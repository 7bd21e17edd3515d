use crate::types::{AttributePath, DynamicValue};
use std::collections::BTreeMap;

/// One managed resource instance as tracked between steps
#[derive(Debug, Clone)]
pub struct ResourceState {
    pub type_name: String,
    pub name: String,
    pub attributes: DynamicValue,
}

impl ResourceState {
    pub fn address(&self) -> String {
        format!("{}.{}", self.type_name, self.name)
    }

    /// The `id` attribute, the handle used for import and destroy checks
    pub fn id(&self) -> Option<String> {
        self.attributes
            .get_optional_string(&AttributePath::new("id"))
            .ok()
            .flatten()
    }

    pub fn flatten(&self) -> BTreeMap<String, String> {
        self.attributes.flatten()
    }
}

/// Tracked state, in the order resources were created
#[derive(Debug, Clone, Default)]
pub struct State {
    resources: Vec<ResourceState>,
}

impl State {
    pub fn resources(&self) -> &[ResourceState] {
        &self.resources
    }

    pub fn resource(&self, address: &str) -> Option<&ResourceState> {
        self.resources.iter().find(|r| r.address() == address)
    }

    pub fn resources_of_type<'a>(
        &'a self,
        type_name: &'a str,
    ) -> impl Iterator<Item = &'a ResourceState> + 'a {
        self.resources.iter().filter(move |r| r.type_name == type_name)
    }

    pub fn is_empty(&self) -> bool {
        self.resources.is_empty()
    }

    /// Replace in place when the address is tracked, append otherwise
    pub fn upsert(&mut self, resource: ResourceState) {
        let address = resource.address();
        match self.resources.iter_mut().find(|r| r.address() == address) {
            Some(existing) => *existing = resource,
            None => self.resources.push(resource),
        }
    }

    pub fn remove(&mut self, address: &str) -> Option<ResourceState> {
        let idx = self.resources.iter().position(|r| r.address() == address)?;
        Some(self.resources.remove(idx))
    }
}

#[cfg(test)]
mod tests {
    use super::*;
    use crate::types::Dynamic;

    fn resource(name: &str, id: &str) -> ResourceState {
        ResourceState {
            type_name: "aws_sns_application".to_string(),
            name: name.to_string(),
            attributes: DynamicValue::new(Dynamic::from(serde_json::json!({"id": id}))),
        }
    }

    #[test]
    fn upsert_keeps_creation_order() {
        let mut state = State::default();
        state.upsert(resource("a", "1"));
        state.upsert(resource("b", "2"));
        state.upsert(resource("a", "3"));

        let ids: Vec<_> = state.resources().iter().filter_map(|r| r.id()).collect();
        assert_eq!(ids, vec!["3", "2"]);
    }

    #[test]
    fn remove_returns_tracked_resource() {
        let mut state = State::default();
        state.upsert(resource("a", "1"));

        assert!(state.remove("aws_sns_application.b").is_none());
        let removed = state.remove("aws_sns_application.a").unwrap();
        assert_eq!(removed.id().as_deref(), Some("1"));
        assert!(state.is_empty());
    }
}
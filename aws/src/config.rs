//! Provider block decoding

use tfplug::types::{AttributePath, Diagnostic, DynamicValue};
use url::Url;

pub const DEFAULT_MAX_RETRIES: u32 = 3;

/// Decoded `provider "aws"` block
#[derive(Debug, Clone, PartialEq)]
pub struct ProviderConfig {
    pub region: String,
    pub access_key: Option<String>,
    pub secret_key: Option<String>,
    pub profile: Option<String>,
    pub sns_endpoint: Option<Url>,
    pub max_retries: u32,
}

impl ProviderConfig {
    /// Decode and cross-check the block. Shape and types were already
    /// checked against the provider schema.
    pub fn from_dynamic(config: &DynamicValue) -> Result<Self, Vec<Diagnostic>> {
        let mut diagnostics = vec![];

        let region = match config.get_optional_string(&AttributePath::new("region")) {
            Ok(Some(region)) if !region.is_empty() => region,
            _ => {
                diagnostics.push(
                    Diagnostic::error("Missing region", "The \"region\" attribute is required")
                        .with_attribute(AttributePath::new("region")),
                );
                String::new()
            }
        };

        let access_key = optional_string(config, "access_key", &mut diagnostics);
        let secret_key = optional_string(config, "secret_key", &mut diagnostics);
        let profile = optional_string(config, "profile", &mut diagnostics);

        if access_key.is_some() != secret_key.is_some() {
            diagnostics.push(Diagnostic::error(
                "Incomplete static credentials",
                "access_key and secret_key must be set together",
            ));
        }

        let sns_endpoint = optional_string(config, "sns_endpoint", &mut diagnostics).and_then(
            |raw| match Url::parse(&raw) {
                Ok(url) if matches!(url.scheme(), "http" | "https") => Some(url),
                Ok(url) => {
                    diagnostics.push(
                        Diagnostic::error(
                            "Invalid sns_endpoint",
                            format!("unsupported scheme \"{}\", expected http or https", url.scheme()),
                        )
                        .with_attribute(AttributePath::new("sns_endpoint")),
                    );
                    None
                }
                Err(e) => {
                    diagnostics.push(
                        Diagnostic::error("Invalid sns_endpoint", format!("{}: {}", raw, e))
                            .with_attribute(AttributePath::new("sns_endpoint")),
                    );
                    None
                }
            },
        );

        let max_retries = match config.get_optional_number(&AttributePath::new("max_retries")) {
            Ok(Some(n)) if n >= 0.0 && n.fract() == 0.0 => n as u32,
            Ok(None) => DEFAULT_MAX_RETRIES,
            _ => {
                diagnostics.push(
                    Diagnostic::error(
                        "Invalid max_retries",
                        "max_retries must be a non-negative whole number",
                    )
                    .with_attribute(AttributePath::new("max_retries")),
                );
                DEFAULT_MAX_RETRIES
            }
        };

        if !diagnostics.is_empty() {
            return Err(diagnostics);
        }

        Ok(Self {
            region,
            access_key,
            secret_key,
            profile,
            sns_endpoint,
            max_retries,
        })
    }
}

fn optional_string(
    config: &DynamicValue,
    name: &str,
    diagnostics: &mut Vec<Diagnostic>,
) -> Option<String> {
    match config.get_optional_string(&AttributePath::new(name)) {
        Ok(value) => value.filter(|v| !v.is_empty()),
        Err(e) => {
            diagnostics.push(
                Diagnostic::error(format!("Invalid {}", name), e.to_string())
                    .with_attribute(AttributePath::new(name)),
            );
            None
        }
    }
}
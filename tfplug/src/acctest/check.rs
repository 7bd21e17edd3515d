//! Assertions run against state after each step

use super::state::State;
use async_trait::async_trait;

/// A synchronous assertion over the state left by a step
pub trait StateCheck: Send + Sync {
    fn check(&self, state: &State) -> Result<(), String>;
}

impl<F> StateCheck for F
where
    F: Fn(&State) -> Result<(), String> + Send + Sync,
{
    fn check(&self, state: &State) -> Result<(), String> {
        self(state)
    }
}

/// Verifies the remote objects are gone once teardown has run
#[async_trait]
pub trait DestroyCheck: Send + Sync {
    async fn check_destroy(&self, state: &State) -> Result<(), String>;
}

/// Attribute `key` of `address` equals `value` in flattened form
pub fn check_resource_attr(
    address: &str,
    key: &str,
    value: impl Into<String>,
) -> Box<dyn StateCheck> {
    let address = address.to_string();
    let key = key.to_string();
    let value = value.into();
    Box::new(move |state: &State| -> Result<(), String> {
        let flat = flat_attributes(state, &address)?;
        match flat.get(&key) {
            Some(actual) if *actual == value => Ok(()),
            Some(actual) => Err(format!(
                "{}: Attribute '{}' expected \"{}\", got \"{}\"",
                address, key, value, actual
            )),
            None if value.is_empty() => Ok(()),
            None => Err(format!(
                "{}: Attribute '{}' expected \"{}\", got no value",
                address, key, value
            )),
        }
    })
}

/// Attribute `key` of `address` has any non-empty value
pub fn check_resource_attr_set(address: &str, key: &str) -> Box<dyn StateCheck> {
    let address = address.to_string();
    let key = key.to_string();
    Box::new(move |state: &State| -> Result<(), String> {
        let flat = flat_attributes(state, &address)?;
        match flat.get(&key) {
            Some(v) if !v.is_empty() => Ok(()),
            _ => Err(format!("{}: Attribute '{}' expected to be set", address, key)),
        }
    })
}

/// Attribute `key` of `address` is absent or null
pub fn check_no_resource_attr(address: &str, key: &str) -> Box<dyn StateCheck> {
    let address = address.to_string();
    let key = key.to_string();
    Box::new(move |state: &State| -> Result<(), String> {
        let flat = flat_attributes(state, &address)?;
        match flat.get(&key) {
            Some(v) if !v.is_empty() => Err(format!(
                "{}: Attribute '{}' found when not expected (\"{}\")",
                address, key, v
            )),
            _ => Ok(()),
        }
    })
}

/// Runs every check in order, stopping at the first failure
pub fn compose_check(checks: Vec<Box<dyn StateCheck>>) -> Box<dyn StateCheck> {
    Box::new(move |state: &State| -> Result<(), String> {
        for (idx, check) in checks.iter().enumerate() {
            check
                .check(state)
                .map_err(|e| format!("Check {}/{} error: {}", idx + 1, checks.len(), e))?;
        }
        Ok(())
    })
}

fn flat_attributes(
    state: &State,
    address: &str,
) -> Result<std::collections::BTreeMap<String, String>, String> {
    state
        .resource(address)
        .map(|r| r.flatten())
        .ok_or_else(|| format!("Not found: {} in state", address))
}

WHAT THIS TASK INVOLVES ->
Search the data for the string "scheme" and copy every line where it appears.

REPLY TO THE EXERCISE ->
                Ok(url) if matches!(url.scheme(), "http" | "https") => Some(url),
                            format!("unsupported scheme \"{}\", expected http or https", url.scheme()),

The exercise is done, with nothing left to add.